» TASK DIRECTIONS: The output should be every line below that includes the word "contains".

(Beginning of AVAILABLE RECORDS)

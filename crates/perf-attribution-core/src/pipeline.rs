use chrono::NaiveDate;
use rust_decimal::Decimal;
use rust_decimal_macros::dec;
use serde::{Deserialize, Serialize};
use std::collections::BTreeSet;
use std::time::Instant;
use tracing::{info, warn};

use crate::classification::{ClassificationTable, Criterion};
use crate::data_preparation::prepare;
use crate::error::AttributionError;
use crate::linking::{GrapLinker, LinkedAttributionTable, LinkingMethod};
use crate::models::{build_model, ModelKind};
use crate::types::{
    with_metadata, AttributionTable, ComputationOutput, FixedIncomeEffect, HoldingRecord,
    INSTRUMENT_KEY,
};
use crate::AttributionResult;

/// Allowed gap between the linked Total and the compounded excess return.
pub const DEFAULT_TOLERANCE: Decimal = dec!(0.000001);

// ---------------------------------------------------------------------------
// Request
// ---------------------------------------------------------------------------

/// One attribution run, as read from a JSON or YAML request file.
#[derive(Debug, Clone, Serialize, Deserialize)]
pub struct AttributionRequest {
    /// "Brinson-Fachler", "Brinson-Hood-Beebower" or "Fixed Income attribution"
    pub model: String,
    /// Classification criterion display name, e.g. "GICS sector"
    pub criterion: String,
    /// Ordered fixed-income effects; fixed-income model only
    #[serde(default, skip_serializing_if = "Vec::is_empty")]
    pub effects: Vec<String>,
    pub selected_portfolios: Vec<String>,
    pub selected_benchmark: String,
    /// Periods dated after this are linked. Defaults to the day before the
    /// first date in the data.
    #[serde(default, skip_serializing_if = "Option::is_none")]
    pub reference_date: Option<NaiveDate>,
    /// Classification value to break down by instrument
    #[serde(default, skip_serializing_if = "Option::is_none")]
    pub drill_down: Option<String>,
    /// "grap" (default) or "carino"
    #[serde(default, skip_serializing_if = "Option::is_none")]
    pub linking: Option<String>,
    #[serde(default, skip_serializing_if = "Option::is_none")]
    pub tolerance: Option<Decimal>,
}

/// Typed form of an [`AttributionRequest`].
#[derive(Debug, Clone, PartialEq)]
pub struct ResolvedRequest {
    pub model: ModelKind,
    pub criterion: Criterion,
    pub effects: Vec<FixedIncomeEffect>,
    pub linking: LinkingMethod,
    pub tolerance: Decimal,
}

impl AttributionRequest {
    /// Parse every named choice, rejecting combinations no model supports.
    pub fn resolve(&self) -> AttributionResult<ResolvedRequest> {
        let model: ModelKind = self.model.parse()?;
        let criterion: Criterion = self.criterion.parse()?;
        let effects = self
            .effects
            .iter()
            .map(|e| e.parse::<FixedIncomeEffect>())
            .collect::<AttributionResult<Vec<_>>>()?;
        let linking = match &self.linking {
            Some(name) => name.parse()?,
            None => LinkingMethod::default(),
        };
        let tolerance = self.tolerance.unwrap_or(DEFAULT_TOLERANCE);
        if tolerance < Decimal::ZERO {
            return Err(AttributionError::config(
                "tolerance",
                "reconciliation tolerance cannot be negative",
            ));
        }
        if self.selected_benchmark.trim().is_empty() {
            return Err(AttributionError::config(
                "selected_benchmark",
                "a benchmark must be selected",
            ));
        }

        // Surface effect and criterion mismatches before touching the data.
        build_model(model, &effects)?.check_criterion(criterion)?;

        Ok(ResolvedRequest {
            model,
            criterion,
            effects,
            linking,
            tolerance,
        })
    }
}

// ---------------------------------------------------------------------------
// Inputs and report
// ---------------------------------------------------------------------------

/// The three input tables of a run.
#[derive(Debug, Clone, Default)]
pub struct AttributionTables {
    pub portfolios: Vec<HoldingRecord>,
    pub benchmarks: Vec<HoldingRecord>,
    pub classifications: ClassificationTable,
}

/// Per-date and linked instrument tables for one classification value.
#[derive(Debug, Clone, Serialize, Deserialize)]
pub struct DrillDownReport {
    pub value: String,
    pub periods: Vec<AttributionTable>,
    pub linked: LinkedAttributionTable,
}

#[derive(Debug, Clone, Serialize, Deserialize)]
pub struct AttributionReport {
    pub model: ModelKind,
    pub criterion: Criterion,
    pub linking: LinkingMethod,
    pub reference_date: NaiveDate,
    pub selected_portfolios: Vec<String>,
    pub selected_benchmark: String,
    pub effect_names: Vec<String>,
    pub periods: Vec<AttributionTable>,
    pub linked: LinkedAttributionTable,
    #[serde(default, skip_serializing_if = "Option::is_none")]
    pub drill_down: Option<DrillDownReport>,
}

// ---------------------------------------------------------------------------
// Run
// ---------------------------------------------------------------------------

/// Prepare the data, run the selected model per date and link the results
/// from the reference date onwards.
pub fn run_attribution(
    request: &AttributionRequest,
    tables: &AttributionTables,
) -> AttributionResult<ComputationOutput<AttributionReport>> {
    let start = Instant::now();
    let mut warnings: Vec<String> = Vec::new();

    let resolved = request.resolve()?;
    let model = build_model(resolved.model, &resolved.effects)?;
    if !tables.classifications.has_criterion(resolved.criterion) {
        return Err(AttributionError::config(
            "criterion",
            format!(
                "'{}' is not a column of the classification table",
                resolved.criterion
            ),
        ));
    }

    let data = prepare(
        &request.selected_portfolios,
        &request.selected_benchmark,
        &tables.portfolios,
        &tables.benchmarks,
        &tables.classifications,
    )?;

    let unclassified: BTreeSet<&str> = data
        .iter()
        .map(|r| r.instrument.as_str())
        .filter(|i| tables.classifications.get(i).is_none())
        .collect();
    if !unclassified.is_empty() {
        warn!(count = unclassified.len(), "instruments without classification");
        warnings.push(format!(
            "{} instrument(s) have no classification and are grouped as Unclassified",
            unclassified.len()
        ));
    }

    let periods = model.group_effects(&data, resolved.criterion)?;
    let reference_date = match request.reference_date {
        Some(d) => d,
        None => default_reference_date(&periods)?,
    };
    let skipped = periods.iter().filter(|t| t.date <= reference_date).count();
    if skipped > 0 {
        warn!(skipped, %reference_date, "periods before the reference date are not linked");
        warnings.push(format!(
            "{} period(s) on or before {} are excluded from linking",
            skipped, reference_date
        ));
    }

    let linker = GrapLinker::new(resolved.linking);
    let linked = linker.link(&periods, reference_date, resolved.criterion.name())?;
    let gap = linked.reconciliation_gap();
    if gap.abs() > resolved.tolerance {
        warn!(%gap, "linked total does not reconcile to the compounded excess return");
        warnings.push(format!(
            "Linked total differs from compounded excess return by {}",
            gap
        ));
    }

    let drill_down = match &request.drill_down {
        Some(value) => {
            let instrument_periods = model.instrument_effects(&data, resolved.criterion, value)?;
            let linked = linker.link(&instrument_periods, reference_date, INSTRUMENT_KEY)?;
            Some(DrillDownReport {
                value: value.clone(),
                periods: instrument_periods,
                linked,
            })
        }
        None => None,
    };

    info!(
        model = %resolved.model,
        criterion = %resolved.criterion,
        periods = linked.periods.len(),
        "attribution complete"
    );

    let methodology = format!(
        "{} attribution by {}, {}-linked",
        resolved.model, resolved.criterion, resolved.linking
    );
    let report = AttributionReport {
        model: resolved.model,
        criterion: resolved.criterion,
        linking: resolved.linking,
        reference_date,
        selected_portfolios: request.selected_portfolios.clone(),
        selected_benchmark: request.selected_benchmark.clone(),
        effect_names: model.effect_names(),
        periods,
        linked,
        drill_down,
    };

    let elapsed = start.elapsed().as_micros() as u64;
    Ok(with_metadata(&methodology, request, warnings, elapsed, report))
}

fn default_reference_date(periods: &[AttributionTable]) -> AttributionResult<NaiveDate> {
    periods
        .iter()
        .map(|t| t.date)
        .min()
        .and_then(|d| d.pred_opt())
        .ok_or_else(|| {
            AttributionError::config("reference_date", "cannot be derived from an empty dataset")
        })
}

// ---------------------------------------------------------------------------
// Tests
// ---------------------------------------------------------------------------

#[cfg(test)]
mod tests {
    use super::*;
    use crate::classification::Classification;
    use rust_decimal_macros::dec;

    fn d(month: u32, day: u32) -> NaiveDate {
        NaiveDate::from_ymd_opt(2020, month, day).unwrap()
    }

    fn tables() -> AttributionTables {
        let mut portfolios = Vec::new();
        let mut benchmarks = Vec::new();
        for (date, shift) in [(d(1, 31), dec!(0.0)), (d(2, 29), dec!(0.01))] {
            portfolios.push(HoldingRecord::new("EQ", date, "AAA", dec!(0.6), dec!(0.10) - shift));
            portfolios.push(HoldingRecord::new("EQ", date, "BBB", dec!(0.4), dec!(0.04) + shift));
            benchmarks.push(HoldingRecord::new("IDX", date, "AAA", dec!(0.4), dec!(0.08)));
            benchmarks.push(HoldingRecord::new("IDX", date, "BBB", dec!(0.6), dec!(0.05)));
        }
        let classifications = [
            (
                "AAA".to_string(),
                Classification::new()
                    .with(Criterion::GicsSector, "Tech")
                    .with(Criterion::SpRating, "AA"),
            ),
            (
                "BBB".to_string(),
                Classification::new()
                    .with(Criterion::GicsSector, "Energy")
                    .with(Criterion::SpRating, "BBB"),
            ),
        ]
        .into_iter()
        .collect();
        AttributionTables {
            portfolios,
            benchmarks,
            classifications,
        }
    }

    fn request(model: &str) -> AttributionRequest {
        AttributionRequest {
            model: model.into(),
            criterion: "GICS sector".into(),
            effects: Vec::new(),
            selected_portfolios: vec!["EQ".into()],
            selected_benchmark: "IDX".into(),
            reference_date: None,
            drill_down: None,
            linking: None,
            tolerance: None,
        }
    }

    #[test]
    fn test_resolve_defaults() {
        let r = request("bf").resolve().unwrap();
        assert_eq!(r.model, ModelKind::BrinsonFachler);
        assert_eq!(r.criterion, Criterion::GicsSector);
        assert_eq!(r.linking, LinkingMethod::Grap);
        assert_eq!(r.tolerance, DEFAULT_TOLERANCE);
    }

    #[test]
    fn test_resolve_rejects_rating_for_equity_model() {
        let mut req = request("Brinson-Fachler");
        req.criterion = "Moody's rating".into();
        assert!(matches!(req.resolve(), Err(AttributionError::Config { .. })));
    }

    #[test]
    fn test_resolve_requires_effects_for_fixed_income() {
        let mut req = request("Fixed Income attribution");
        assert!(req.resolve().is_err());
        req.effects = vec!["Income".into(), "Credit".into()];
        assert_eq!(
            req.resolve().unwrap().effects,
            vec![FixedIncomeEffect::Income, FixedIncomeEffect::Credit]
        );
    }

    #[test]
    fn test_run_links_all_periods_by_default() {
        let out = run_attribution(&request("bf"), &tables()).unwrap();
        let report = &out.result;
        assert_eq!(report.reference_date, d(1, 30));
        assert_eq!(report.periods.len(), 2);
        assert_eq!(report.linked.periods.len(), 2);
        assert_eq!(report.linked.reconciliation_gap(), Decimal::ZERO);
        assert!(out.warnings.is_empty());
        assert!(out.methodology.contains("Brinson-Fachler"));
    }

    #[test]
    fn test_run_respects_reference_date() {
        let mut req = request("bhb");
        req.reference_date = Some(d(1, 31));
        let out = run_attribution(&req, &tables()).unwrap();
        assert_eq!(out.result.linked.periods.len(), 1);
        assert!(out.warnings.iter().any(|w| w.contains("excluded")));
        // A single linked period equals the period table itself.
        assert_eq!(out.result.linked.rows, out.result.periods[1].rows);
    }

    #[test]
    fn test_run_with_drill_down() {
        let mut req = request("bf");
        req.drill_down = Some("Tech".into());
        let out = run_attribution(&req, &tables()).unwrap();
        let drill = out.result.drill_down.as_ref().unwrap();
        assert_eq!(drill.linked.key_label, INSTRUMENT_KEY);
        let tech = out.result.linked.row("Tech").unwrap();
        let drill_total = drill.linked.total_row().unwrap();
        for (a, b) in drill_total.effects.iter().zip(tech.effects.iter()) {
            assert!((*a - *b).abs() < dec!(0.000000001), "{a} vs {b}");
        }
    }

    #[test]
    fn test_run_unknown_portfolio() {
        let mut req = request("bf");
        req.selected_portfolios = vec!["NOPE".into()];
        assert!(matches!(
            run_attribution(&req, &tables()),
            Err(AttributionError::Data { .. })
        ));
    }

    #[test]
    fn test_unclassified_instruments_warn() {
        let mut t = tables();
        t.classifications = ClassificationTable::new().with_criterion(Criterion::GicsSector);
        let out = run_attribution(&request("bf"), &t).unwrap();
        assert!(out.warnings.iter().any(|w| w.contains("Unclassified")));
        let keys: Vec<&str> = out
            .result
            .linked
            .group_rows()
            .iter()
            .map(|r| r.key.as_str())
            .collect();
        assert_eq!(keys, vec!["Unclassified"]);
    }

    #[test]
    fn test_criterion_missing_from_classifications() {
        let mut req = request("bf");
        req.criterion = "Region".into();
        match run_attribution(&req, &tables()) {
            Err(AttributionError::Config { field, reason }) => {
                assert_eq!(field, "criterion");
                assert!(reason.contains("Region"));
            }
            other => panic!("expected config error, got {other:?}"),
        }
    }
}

(End of AVAILABLE RECORDS)
(Beginning of AVAILABLE RECORDS)

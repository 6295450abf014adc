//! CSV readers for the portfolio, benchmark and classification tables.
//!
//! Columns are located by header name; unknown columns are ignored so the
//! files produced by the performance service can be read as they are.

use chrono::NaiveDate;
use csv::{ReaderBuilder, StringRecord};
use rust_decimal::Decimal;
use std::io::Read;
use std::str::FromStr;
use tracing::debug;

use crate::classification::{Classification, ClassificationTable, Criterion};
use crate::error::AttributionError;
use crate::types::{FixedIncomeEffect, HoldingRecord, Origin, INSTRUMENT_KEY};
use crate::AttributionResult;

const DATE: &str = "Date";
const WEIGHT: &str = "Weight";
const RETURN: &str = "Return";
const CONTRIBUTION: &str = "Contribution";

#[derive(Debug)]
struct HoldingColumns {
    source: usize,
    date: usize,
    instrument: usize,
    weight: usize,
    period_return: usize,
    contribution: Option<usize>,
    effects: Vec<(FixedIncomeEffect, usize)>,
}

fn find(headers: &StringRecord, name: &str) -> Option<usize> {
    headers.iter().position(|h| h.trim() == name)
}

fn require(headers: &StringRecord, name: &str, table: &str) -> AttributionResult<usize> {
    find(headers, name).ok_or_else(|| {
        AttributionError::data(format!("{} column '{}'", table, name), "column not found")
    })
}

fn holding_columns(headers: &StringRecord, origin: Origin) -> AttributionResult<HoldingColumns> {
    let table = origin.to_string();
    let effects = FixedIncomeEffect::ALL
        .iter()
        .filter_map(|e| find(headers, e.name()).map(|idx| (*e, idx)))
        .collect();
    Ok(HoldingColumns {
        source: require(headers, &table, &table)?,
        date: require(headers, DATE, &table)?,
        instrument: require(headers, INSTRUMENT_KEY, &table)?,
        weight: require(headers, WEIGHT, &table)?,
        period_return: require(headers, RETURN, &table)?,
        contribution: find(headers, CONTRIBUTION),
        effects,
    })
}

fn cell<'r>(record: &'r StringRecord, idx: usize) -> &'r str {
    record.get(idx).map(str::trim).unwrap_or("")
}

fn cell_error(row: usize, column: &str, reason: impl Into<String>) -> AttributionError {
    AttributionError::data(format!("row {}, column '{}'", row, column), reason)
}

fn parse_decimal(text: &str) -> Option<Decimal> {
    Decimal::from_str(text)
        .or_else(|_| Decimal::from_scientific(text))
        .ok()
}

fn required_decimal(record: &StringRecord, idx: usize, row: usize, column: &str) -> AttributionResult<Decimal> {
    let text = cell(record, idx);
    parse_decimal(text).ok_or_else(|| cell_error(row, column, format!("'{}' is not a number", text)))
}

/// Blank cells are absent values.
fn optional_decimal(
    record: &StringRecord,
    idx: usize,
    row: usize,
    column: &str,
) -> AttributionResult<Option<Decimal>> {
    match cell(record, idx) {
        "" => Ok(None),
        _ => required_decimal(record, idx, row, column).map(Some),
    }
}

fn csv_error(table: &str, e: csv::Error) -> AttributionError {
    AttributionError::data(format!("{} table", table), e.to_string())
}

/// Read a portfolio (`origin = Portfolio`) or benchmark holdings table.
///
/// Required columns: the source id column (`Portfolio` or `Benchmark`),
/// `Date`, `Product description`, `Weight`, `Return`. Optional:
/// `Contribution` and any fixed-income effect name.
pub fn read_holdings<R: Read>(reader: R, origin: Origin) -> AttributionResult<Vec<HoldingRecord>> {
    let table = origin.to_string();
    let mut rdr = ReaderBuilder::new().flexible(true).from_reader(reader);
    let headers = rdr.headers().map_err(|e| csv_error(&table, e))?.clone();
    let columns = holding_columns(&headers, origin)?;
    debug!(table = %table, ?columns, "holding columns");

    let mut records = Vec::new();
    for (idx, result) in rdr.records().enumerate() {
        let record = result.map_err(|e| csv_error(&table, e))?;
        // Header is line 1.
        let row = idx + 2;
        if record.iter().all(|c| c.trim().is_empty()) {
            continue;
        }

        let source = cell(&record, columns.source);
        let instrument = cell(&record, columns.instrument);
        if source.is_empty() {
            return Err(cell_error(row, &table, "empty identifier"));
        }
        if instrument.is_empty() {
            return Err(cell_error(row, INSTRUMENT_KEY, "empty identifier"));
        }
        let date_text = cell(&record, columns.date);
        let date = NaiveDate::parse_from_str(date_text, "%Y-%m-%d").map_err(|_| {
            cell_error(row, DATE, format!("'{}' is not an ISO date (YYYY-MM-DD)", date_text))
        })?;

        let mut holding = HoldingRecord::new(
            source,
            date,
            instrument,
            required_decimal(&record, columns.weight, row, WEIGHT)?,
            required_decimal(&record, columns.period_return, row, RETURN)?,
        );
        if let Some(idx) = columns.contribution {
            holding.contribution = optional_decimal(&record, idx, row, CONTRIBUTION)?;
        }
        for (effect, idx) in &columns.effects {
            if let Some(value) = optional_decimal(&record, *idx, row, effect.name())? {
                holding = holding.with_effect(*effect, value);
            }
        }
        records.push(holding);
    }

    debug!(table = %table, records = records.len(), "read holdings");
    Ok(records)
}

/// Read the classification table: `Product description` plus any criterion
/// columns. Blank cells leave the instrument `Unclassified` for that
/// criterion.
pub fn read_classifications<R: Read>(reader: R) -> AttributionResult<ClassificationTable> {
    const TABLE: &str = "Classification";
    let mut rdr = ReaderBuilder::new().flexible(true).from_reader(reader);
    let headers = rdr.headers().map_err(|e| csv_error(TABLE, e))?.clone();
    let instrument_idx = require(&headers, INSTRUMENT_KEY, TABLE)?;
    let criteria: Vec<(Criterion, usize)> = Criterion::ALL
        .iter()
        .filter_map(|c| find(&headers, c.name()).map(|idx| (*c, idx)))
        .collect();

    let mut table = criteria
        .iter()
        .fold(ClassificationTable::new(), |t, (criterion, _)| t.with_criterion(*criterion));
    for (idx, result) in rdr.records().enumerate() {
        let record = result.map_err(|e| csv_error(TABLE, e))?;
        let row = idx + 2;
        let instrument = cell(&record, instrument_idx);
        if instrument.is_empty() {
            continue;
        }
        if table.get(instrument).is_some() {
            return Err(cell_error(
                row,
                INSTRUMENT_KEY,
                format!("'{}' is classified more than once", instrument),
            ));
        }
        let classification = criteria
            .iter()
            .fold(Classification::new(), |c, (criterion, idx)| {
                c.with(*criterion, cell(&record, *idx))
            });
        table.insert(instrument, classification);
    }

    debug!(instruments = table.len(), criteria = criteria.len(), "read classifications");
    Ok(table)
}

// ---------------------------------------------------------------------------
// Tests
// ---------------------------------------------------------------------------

(End of AVAILABLE RECORDS)
(Beginning of AVAILABLE RECORDS)

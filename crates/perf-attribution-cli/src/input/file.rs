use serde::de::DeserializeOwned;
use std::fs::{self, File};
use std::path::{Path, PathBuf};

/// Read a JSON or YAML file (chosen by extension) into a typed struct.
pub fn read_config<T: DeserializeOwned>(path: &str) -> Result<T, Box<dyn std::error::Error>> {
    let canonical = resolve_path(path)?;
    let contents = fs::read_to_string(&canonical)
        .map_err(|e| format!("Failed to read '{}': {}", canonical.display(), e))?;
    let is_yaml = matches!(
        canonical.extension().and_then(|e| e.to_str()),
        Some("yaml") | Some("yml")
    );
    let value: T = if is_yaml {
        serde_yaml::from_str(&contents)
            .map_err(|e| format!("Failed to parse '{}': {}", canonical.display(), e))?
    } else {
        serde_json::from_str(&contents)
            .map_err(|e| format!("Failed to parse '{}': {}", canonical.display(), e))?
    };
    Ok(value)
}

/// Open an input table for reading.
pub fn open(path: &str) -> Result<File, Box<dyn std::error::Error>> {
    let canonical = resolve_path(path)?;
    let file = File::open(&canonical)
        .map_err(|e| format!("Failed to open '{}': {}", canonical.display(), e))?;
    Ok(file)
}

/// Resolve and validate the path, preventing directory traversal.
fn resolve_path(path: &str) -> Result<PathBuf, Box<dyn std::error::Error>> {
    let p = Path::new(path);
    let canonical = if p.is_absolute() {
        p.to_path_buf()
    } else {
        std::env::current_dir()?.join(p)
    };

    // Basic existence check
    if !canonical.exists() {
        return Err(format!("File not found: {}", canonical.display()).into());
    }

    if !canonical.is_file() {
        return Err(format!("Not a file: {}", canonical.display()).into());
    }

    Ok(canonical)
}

(End of AVAILABLE RECORDS)

» WRITTEN RESPONSE:
        assert!(out.methodology.contains("Brinson-Fachler"));
        assert!(out.warnings.iter().any(|w| w.contains("excluded")));
        assert!(out.warnings.iter().any(|w| w.contains("Unclassified")));
                assert!(reason.contains("Region"));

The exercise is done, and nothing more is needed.